:: RAW DATA ::

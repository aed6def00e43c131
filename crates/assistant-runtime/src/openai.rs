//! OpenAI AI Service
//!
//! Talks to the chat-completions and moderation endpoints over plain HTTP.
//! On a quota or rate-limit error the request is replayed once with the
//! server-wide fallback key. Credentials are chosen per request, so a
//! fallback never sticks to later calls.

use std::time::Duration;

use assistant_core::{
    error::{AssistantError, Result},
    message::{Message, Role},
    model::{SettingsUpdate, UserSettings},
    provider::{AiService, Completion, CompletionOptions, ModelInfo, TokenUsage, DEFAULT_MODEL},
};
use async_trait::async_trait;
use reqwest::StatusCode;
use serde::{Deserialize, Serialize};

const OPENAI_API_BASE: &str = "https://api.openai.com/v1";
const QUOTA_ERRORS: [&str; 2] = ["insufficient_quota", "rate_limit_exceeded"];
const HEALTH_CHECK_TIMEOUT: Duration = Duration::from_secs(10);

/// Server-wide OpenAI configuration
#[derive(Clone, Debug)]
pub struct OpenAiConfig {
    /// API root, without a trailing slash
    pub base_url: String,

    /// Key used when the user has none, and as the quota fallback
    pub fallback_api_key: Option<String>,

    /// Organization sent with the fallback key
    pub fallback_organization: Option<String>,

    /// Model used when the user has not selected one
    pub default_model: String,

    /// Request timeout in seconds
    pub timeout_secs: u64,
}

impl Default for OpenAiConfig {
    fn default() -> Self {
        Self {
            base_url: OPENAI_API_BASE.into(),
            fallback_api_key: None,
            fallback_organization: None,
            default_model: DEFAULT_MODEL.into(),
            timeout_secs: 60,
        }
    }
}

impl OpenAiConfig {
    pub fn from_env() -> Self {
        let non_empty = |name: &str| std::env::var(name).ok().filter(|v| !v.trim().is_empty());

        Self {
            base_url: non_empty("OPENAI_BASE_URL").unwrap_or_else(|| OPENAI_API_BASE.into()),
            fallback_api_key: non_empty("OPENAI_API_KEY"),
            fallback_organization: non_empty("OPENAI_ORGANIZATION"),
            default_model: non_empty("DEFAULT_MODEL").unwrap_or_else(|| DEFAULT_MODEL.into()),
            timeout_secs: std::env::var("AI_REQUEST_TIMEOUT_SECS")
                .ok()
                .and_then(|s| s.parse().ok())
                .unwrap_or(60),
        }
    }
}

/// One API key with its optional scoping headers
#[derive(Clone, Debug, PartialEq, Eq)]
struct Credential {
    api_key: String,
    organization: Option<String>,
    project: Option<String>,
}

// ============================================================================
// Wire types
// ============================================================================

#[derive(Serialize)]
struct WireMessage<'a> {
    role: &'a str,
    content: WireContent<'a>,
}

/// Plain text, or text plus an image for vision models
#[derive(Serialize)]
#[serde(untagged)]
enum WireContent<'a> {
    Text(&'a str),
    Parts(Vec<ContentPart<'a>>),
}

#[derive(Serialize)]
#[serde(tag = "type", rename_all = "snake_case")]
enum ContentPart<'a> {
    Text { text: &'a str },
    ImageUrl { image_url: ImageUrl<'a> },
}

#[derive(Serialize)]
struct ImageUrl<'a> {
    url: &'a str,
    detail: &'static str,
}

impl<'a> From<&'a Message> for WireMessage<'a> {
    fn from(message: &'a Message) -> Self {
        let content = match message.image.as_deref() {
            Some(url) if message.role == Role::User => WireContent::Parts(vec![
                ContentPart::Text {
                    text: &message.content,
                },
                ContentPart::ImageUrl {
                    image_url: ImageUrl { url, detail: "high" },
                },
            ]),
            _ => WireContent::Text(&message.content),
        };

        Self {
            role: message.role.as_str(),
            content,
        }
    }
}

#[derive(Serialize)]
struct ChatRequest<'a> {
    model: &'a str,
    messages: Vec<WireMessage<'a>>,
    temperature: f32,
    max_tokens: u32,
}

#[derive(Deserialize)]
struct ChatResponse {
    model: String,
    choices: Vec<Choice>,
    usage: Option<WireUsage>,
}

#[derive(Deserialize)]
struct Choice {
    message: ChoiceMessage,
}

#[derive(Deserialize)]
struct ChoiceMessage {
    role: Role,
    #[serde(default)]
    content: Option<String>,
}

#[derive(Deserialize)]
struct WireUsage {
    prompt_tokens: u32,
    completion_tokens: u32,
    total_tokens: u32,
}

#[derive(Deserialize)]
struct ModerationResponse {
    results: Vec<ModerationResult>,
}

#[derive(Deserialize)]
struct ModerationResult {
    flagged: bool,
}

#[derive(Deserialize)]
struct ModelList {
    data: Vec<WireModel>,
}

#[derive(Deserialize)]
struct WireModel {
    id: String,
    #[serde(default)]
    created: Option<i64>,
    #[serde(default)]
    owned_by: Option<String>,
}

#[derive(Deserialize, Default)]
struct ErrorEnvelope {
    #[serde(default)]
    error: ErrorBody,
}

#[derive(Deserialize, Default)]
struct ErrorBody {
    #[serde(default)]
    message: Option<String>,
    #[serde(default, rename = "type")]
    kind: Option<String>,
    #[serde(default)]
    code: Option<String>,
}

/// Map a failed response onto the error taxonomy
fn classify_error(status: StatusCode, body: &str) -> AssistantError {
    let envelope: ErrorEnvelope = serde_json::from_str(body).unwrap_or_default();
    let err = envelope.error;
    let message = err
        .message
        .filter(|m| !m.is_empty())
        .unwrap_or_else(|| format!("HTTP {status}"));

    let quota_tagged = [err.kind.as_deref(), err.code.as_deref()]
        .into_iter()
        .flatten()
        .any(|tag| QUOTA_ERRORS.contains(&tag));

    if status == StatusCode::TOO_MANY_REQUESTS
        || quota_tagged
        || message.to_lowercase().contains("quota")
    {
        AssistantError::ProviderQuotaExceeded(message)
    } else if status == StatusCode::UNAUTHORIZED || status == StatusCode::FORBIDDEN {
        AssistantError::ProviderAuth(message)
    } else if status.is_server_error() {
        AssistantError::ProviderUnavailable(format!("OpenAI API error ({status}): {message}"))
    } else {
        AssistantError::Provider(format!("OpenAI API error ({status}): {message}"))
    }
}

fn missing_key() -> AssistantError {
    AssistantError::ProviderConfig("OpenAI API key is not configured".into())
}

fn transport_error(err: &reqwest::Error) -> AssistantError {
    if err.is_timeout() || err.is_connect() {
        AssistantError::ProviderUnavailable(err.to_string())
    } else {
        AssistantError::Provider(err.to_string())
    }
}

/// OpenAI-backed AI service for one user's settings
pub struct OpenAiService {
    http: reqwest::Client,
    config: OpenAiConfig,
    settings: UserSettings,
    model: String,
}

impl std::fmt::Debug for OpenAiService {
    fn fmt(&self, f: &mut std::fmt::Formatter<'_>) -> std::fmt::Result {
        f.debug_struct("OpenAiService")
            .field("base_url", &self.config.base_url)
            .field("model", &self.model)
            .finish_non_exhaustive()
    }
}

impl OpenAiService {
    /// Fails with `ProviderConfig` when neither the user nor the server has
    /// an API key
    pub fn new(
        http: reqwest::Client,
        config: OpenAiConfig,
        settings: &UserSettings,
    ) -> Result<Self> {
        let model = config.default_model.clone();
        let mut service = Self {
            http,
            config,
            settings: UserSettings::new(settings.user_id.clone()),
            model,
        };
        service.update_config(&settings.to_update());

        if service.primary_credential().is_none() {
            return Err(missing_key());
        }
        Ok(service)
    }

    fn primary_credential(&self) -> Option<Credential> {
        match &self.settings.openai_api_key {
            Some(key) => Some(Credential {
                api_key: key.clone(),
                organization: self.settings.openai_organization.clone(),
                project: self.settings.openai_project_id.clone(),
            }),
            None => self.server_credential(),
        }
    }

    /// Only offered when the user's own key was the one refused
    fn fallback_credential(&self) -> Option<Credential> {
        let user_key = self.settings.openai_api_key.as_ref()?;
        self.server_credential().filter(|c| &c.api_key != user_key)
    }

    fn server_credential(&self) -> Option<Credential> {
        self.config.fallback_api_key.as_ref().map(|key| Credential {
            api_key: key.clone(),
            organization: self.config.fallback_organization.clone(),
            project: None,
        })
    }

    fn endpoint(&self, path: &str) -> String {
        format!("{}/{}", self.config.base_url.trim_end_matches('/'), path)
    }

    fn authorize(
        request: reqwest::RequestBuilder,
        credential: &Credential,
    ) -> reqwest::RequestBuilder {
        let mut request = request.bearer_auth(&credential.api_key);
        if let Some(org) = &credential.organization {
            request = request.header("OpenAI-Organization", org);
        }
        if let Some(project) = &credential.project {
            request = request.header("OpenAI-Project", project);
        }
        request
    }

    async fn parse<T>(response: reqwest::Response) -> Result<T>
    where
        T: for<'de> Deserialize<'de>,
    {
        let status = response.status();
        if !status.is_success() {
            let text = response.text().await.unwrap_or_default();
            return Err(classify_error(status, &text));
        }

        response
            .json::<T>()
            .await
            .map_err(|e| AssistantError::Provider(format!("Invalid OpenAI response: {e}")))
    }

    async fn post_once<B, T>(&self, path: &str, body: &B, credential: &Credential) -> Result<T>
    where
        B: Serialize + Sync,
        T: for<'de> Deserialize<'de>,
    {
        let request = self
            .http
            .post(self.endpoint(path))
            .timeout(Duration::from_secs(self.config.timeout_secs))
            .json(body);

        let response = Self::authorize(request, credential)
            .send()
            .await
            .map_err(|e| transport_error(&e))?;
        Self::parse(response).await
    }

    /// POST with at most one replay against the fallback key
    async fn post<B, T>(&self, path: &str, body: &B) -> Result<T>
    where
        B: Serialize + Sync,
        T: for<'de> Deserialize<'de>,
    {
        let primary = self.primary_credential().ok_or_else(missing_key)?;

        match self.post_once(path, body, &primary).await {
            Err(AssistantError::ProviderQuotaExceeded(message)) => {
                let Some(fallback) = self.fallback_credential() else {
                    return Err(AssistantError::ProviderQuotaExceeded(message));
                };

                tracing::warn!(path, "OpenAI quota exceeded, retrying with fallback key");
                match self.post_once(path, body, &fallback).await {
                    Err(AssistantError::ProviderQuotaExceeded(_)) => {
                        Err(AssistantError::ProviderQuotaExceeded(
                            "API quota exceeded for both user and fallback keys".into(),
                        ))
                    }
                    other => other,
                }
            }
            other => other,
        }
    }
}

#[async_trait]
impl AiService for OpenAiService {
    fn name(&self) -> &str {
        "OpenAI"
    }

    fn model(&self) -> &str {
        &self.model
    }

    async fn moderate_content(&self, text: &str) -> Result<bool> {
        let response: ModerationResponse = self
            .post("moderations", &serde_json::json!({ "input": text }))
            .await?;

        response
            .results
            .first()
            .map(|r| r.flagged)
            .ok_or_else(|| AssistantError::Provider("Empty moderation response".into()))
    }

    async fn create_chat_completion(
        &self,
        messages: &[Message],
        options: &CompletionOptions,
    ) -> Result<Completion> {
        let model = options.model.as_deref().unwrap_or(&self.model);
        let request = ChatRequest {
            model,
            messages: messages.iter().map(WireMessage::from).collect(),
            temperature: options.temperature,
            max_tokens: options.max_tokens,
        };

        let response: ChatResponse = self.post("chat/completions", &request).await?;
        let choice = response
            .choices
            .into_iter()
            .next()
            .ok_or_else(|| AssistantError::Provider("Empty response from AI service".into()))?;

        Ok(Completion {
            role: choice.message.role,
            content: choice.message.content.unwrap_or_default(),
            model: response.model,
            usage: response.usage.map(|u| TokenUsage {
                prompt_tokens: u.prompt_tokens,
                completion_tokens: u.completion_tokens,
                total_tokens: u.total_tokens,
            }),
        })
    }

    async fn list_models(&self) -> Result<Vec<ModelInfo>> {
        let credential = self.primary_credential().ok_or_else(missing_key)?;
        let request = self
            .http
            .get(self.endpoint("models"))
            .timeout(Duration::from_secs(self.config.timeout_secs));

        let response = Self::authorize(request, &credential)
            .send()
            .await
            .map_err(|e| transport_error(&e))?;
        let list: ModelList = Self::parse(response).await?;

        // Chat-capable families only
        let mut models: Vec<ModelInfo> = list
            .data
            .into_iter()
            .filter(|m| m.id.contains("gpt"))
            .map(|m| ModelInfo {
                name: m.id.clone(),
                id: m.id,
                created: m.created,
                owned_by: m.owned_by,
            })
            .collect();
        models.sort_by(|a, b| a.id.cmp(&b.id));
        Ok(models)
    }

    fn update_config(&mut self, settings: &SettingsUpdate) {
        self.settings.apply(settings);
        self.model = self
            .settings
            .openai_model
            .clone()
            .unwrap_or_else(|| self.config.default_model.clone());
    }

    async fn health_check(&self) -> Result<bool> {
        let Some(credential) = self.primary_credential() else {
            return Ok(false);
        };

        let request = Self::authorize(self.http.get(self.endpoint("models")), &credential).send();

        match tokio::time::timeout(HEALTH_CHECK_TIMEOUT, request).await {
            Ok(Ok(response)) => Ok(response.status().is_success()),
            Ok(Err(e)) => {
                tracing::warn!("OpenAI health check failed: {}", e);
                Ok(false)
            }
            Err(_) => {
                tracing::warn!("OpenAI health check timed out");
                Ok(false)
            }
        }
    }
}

:::

• **TASK DIRECTIONS**:
Look through the entries above, and wherever a line holds the word "project", copy it.

• **THE ANSWER**:
    project: Option<String>,
                project: self.settings.openai_project_id.clone(),
            project: None,
        if let Some(project) = &credential.project {
            request = request.header("OpenAI-Project", project);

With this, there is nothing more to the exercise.